No matter Kapler’s successor, he will be working with many of the same tools.
“Even with a lot of turnover, we’re going to have 15-20 of the same players next year,” Zaidi said. “We have to make sure we get the most out of them. As we get into free agency and recruit players, we have to convince them we have the right players around them. I think a lot of the players we have are part of the solution.”
Asked about his priorities for this offseason, Zaidi understands he sounds like a broken record.
“I think some of these quotes will be compared to what I said last year because they’re going to sound pretty similar,” he said. “But one of the big things is just gonna be to go into next year with as good of a defensive club as we can have.”
The outfield, in particular, Zaidi singled out as an area to improve.
That group includes Michael Conforto, Mike Yastrzemski and Austin Slater, who all have decisions to make or be made about their future. Conforto possesses the ability to opt out of an $18 million salary next season, while Slater and Yastrzemski are both in line for raises through arbitration. Their biggest weak spot defensively, Joc Pederson, is set to be a free agent.

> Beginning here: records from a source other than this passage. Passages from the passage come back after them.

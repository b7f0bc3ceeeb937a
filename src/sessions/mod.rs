pub mod dto;
pub mod handlers;

use axum::Router;

use crate::state::AppState;

pub use dto::SessionResponse;

pub fn router() -> Router<AppState> {
    handlers::routes()
}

“We had a significant issue with our outfield defense last year. It was improved this year, but it still wasn’t where we wanted it to be,” Zaidi said. “I just think being more athletic, having more range in the outfield, we talked about our pitching staff for the second time in three years having the lowest walk rate in baseball, to really get the best out of that, if your pitchers are forcing the action on the opposition, when they get guys to put balls in play, you want to be able to convert them into outs.”
Position players are likely to be the focus of the Giants’ offseason.
Between Webb, Alex Cobb, Kyle Harrison, Keaton Winn and Tristan Beck (and with Anthony DeSclafani back from injury, Sean Manaea and Ross Stripling potentially back if they pick up their player options and another group of young arms expected to graduate from the minor leagues), Zaidi said “I don’t imagine us looking to add starting pitching depth,” though he didn’t rule out top-of-the-rotation options.
Beyond Shohei Ohtani (whom Zaidi deftly avoided talking about), the free agent market is sparse.
It’s possible the Giants deal from their surplus of pitching to acquire an impact bat, and Zaidi said, “even at the deadline this year, we were open to trading just about anybody and I imagine we’ll have the same outlook this offseason.”
One position where the Giants are almost certain to have a new Opening Day starter is at shortstop, where they’ve had the same player for the past 12 years.
When Marco Luciano replaced Brandon Crawford in the top of the ninth inning Sunday, it really was a changing of the guard.
“As we sit here now, we want to give Marco Luciano the chance to be the everyday guy next year,” Zaidi said. “We would’ve liked to see him up here a little bit more, but he’s worked his way up, earned this opportunity and we’re really excited about it.”
Crawford, 36, is one of the Giants’ six pending free agents.
He has not said whether he plans to retire or intends to continue playing, but Zaidi said, “it’s a challenging fit.”
“We view Marco as our shortstop next year.”
Slater needs surgery
Moments before Zaidi took his perch on the dugout bench (in use because quantitative analysts took over the old interview room), a notification flashed across reporters’ phones: Austin Slater will undergo arthroscopic surgery on his elbow, the procedure set for Oct. 11.
Slater’s elbow has been a recurring issue. It sidelined him in spring training this year and, even when he returned, limited his throwing ability.
“The plan will be for him to be ready for Opening Day,” Zaidi said. “We may have to be careful with his workload in spring training, but he should be ready for Opening Day.”